▶ [Required action]: Count each line below that has the word "static" in it, and give only the total.

▶ [Data supplied]:
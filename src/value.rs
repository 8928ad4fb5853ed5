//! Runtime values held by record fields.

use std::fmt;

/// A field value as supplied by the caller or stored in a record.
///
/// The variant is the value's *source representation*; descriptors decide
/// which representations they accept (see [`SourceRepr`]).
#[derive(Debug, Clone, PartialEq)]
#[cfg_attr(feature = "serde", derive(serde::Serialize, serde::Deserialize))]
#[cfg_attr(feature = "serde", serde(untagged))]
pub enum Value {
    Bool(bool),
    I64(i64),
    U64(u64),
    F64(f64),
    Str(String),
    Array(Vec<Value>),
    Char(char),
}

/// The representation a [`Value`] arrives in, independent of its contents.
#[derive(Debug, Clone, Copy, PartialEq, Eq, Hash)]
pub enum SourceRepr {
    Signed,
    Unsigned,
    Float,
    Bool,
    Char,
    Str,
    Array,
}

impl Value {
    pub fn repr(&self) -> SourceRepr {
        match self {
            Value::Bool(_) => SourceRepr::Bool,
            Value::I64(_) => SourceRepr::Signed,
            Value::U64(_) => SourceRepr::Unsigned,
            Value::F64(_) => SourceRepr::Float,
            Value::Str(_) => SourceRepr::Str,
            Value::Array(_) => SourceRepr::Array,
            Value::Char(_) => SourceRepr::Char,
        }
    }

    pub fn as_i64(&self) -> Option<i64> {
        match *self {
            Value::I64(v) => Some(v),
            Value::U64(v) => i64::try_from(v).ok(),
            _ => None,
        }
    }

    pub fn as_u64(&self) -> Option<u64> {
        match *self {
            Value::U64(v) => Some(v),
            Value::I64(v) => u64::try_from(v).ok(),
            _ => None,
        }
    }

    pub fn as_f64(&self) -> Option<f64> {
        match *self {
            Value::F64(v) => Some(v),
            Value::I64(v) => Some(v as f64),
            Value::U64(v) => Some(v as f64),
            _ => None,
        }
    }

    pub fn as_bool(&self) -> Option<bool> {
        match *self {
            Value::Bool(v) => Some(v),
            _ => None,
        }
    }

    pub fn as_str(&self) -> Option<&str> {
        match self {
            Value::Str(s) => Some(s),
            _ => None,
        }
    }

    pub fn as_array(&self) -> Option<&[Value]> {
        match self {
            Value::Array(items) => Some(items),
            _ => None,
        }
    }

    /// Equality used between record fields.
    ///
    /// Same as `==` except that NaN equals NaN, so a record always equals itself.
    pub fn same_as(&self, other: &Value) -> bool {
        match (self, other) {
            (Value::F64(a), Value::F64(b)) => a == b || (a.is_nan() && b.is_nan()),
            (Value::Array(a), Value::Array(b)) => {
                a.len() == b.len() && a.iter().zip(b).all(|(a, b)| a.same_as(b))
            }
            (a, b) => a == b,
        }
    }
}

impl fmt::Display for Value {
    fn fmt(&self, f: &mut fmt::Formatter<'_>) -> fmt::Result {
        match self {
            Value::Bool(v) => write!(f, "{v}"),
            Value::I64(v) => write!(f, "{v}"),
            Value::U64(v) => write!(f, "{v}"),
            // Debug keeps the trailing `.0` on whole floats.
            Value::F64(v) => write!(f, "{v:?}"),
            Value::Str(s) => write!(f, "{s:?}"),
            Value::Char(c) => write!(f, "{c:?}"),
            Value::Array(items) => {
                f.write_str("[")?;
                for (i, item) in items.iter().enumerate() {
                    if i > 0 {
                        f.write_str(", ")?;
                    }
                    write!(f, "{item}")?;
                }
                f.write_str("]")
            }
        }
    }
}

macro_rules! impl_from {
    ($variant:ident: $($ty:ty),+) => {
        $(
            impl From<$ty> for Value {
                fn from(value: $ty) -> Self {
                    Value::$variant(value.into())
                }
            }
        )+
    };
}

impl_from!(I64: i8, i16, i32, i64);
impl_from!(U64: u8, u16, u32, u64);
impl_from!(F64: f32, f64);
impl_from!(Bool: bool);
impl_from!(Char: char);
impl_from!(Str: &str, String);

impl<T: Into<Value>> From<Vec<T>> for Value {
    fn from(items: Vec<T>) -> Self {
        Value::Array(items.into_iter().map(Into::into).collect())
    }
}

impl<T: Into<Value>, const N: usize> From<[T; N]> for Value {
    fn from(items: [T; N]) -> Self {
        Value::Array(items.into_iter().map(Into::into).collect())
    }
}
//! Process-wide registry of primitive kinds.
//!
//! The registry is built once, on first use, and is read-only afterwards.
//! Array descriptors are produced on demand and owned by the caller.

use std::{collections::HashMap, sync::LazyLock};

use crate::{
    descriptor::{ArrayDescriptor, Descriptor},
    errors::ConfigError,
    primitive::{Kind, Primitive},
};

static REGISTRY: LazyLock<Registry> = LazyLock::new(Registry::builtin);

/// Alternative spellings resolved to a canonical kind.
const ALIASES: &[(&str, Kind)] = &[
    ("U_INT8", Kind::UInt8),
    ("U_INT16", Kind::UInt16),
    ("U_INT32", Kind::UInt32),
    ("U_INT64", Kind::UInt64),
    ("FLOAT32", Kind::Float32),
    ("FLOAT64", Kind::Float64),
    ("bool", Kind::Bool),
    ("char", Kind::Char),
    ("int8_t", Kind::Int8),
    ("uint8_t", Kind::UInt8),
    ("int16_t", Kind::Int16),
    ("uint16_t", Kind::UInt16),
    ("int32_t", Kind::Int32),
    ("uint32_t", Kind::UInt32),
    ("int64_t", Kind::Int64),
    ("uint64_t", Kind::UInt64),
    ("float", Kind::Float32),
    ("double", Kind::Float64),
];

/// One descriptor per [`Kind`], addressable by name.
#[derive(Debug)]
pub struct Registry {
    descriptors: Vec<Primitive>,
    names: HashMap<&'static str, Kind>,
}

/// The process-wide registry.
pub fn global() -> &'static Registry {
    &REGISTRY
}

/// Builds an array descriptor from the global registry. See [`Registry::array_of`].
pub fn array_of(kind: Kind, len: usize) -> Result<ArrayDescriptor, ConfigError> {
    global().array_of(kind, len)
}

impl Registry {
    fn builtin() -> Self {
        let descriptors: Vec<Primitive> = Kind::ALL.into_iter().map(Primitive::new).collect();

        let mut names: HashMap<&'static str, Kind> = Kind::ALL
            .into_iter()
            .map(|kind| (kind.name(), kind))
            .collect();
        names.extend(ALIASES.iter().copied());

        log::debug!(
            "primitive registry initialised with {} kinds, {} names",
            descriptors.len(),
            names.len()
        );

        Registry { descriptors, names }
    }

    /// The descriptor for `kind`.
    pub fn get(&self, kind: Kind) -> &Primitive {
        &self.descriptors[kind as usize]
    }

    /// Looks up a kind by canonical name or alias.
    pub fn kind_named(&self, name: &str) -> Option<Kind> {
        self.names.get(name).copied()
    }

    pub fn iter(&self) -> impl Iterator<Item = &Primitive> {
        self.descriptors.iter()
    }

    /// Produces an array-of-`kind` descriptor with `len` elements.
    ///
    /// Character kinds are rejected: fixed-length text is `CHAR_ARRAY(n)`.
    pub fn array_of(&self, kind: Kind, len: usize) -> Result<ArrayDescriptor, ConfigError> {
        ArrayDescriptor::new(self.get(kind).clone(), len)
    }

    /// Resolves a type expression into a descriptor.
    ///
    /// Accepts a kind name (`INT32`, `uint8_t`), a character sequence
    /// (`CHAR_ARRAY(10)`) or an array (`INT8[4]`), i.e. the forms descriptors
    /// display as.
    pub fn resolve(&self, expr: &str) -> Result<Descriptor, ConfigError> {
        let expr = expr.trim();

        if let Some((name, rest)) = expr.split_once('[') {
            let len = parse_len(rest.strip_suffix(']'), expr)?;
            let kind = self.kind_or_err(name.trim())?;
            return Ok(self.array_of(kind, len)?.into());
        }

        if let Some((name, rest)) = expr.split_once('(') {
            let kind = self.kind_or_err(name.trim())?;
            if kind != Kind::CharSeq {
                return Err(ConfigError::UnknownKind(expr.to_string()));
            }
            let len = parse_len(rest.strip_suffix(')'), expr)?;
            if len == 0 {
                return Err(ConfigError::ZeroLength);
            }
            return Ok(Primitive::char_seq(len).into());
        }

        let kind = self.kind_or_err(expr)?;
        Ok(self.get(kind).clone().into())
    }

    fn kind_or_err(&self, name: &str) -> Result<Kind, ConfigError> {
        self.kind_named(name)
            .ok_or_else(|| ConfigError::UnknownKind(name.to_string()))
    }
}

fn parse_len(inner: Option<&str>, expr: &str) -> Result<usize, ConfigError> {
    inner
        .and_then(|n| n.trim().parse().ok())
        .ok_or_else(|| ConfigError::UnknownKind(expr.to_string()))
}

▶ [Exercise solution]: 4